Later, he bought another train set, and then another, and another and another and. . . .
Bledsoe, 41, became so infatuated with model locomotives and cars that he even kept a train set he bought for his younger brother.
Soon trains were running throughout the house and even through a passageway he cut through the wall and out to the patio and back.
Now the perimeters of the back yard at his Yorba Linda home have been transformed into a landscaped train thoroughfare with its own depot.
The moving steam locomotive and cars that make up the trains, some stretching 30 feet, look and sound like the real thing, complete with the huffing and chuffing and the clickity clack from the iron wheels.
The train also blares out its impending arrival with blasts from a steam horn.
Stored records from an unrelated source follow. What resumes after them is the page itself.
//! Date and time utilities.

use std::{cmp::Ordering, marker::PhantomData, ops, time::Duration};

use derive_more::{Debug, Display, Error};
use time::{
    format_description::well_known::Rfc3339, macros::format_description,
    UtcOffset,
};

/// Untyped date and time.
pub type DateTime = DateTimeOf;

/// UTC date and time.
#[derive(Debug)]
pub struct DateTimeOf<Of: ?Sized = ()> {
    /// Inner representation of the date and time.
    inner: time::OffsetDateTime,

    /// Type parameter describing the kind of date and time.
    #[debug(skip)]
    _of: PhantomData<Of>,
}

impl<Of: ?Sized> DateTimeOf<Of> {
    /// Creates a new [`DateTime`] representing the current date and time.
    #[expect(clippy::missing_panics_doc, reason = "infallible")]
    #[must_use]
    pub fn now() -> Self {
        let inner = time::OffsetDateTime::now_utc();
        Self {
            _of: PhantomData,
            inner: inner
                .replace_microsecond(inner.microsecond())
                .expect("infallible"),
        }
    }

    /// Creates a new [`DateTime`] from the provided [RFC 3339] string.
    ///
    /// # Errors
    ///
    /// Returns an error if the string is not a valid [RFC 3339] date and time.
    ///
    /// [RFC 3339]: https://tools.ietf.org/html/rfc3339
    pub fn from_rfc3339(input: &str) -> Result<Self, ParseError> {
        use ParseError as E;

        time::OffsetDateTime::parse(input, &Rfc3339)
            .map_err(E::Parse)?
            .try_into()
            .map_err(E::ComponentRange)
    }

    /// Returns the [`DateTime`] as an [RFC 3339] string.
    ///
    /// [RFC 3339]: https://tools.ietf.org/html/rfc3339
    #[expect(clippy::missing_panics_doc, reason = "infallible")]
    #[must_use]
    pub fn to_rfc3339(&self) -> String {
        self.inner.format(&Rfc3339).unwrap_or_else(|e| {
            panic!("cannot format `DateTime` as RFC 3339: {e}")
        })
    }

    /// Creates a new [`DateTime`] pointing to the midnight (UTC) of the
    /// provided `YYYY-MM-DD` calendar date.
    ///
    /// # Errors
    ///
    /// Returns an error if the string is not a valid calendar date.
    pub fn from_date(input: &str) -> Result<Self, ParseError> {
        use ParseError as E;

        let date = time::Date::parse(
            input.trim(),
            format_description!("[year]-[month]-[day]"),
        )
        .map_err(E::Parse)?;
        Ok(Self {
            inner: date.midnight().assume_utc(),
            _of: PhantomData,
        })
    }

    /// Returns the calendar date of this [`DateTime`] in `YYYY-MM-DD`
    /// format.
    #[must_use]
    pub fn to_date_string(&self) -> String {
        self.inner.date().to_string()
    }

    /// Coerces one kind of [`DateTime`] into another.
    #[must_use]
    pub fn coerce<NewOf: ?Sized>(self) -> DateTimeOf<NewOf> {
        DateTimeOf {
            inner: self.inner,
            _of: PhantomData,
        }
    }
}

/// Error of parsing [`DateTime`] from a string.
#[derive(Clone, Copy, Debug, Display, Error)]
pub enum ParseError {
    /// Failed to parse the string into an [`DateTime`].
    Parse(time::error::Parse),

    /// Parsed [`DateTime`] has an out of range component.
    ComponentRange(time::error::ComponentRange),
}

impl<Of: ?Sized> Copy for DateTimeOf<Of> {}
impl<Of: ?Sized> Clone for DateTimeOf<Of> {
    fn clone(&self) -> Self {
        *self
    }
}

impl<Of: ?Sized> Eq for DateTimeOf<Of> {}
impl<Of: ?Sized> PartialEq for DateTimeOf<Of> {
    fn eq(&self, other: &Self) -> bool {
        self.inner == other.inner
    }
}

impl<Of: ?Sized> Ord for DateTimeOf<Of> {
    fn cmp(&self, other: &Self) -> Ordering {
        self.inner.cmp(&other.inner)
    }
}
impl<Of: ?Sized> PartialOrd for DateTimeOf<Of> {
    fn partial_cmp(&self, other: &Self) -> Option<Ordering> {
        Some(self.cmp(other))
    }
}

impl<Of: ?Sized> TryFrom<time::OffsetDateTime> for DateTimeOf<Of> {
    type Error = time::error::ComponentRange;

    fn try_from(dt: time::OffsetDateTime) -> Result<Self, Self::Error> {
        dt.to_offset(UtcOffset::UTC)
            .replace_microsecond(dt.microsecond())
            .map(|inner| Self {
                inner,
                _of: PhantomData,
            })
    }
}

impl<Of: ?Sized> ops::Sub<Duration> for DateTimeOf<Of> {
    type Output = Self;

    fn sub(self, rhs: Duration) -> Self::Output {
        Self {
            inner: self.inner - rhs,
            _of: PhantomData,
        }
    }
}

pub mod serde {
    //! Module providing integration with [`serde`] crate.

    use super::DateTimeOf;

    pub mod rfc3339 {
        //! Module providing serialization and deserialization of [`DateTimeOf`]
        //! as an [RFC 3339] string.
        //!
        //! Plain `YYYY-MM-DD` dates are accepted as well and mean midnight
        //! UTC of that day.
        //!
        //! [RFC 3339]: https://tools.ietf.org/html/rfc3339

        use serde::{de::Error, Deserialize, Deserializer, Serializer};

        use super::DateTimeOf;

        /// Serializes the [`DateTimeOf`] as an [RFC 3339] string.
        ///
        /// # Errors
        ///
        /// Never errors on its own, only propagates `serializer` errors.
        ///
        /// [RFC 3339]: https://tools.ietf.org/html/rfc3339
        pub fn serialize<Of, S>(
            dt: &DateTimeOf<Of>,
            serializer: S,
        ) -> Result<S::Ok, S::Error>
        where
            S: Serializer,
            Of: ?Sized,
        {
            serializer.serialize_str(&dt.to_rfc3339())
        }

        /// Deserializes an [RFC 3339] string (or a `YYYY-MM-DD` date) into a
        /// [`DateTimeOf`].
        ///
        /// # Errors
        ///
        /// Returns an error if the string is neither an [RFC 3339] date and
        /// time nor a calendar date.
        ///
        /// [RFC 3339]: https://tools.ietf.org/html/rfc3339
        pub fn deserialize<'de, D, Of>(
            deserializer: D,
        ) -> Result<DateTimeOf<Of>, D::Error>
        where
            D: Deserializer<'de>,
            Of: ?Sized,
        {
            let s = String::deserialize(deserializer)?;
            DateTimeOf::from_rfc3339(&s)
                .or_else(|_| DateTimeOf::from_date(&s))
                .map_err(Error::custom)
        }
    }
}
“I just couldn’t stop buying them,” said Bledsoe, who works for his father, an Anaheim cement contractor. “It slowly kept getting bigger and bigger until it took over the inside of the house.”
So Bledsoe had no alternative.
He took the G gauge model trains outside. When they are not in use he stores them in a caboose he built. It is 18 feet long and 12 feet high.
“Half of it is a dollhouse and the other half is for the trains,” he said. “I made a deal with my three daughters that if I could take down their dollhouse in the back yard they could use half of the caboose.”
The caboose also houses the controls for the eight locomotives and 300 cars that make up his sizable train inventory.
He has other train sets, including the first he ever bought, but they are kept on display shelves in his house.
“Actually, I’ve always liked real trains, and now I like these, and I wish I could explain why,” said Bledsoe, as he watched his train chug through his self-built forest and across his rivers and bridges.
“Maybe it’s the little boy in me,” he theorized.
Maybe so, and that feeling might account for the estimated 330 other rail fanciers who have joined the Los Angeles Garden Railway Society that Bledsoe helped start less than three years ago.
Most of the members from Orange, Los Angeles and Riverside counties share a growing interest in back-yard railroading, says Bledsoe, who plans to enlarge his own setup.
It also solves the problem of a busy life that prevents the Bledsoe family from getting away.
“Having this for a hobby at the house works out well for the whole family,” he said.
Bledsoe and other members of the train society, who pay a $40 yearly fee, often hold open house to show off their innovative setups.
And while most of the members are in their 20s, many are retired people, who usually have the nicest layouts since they have more time to devote to them. “Lots of people are getting a lot of joy out of landscaping their yards with trees, lakes, houses, miniature people, animals and trains,” he said. “It’s becoming very popular.”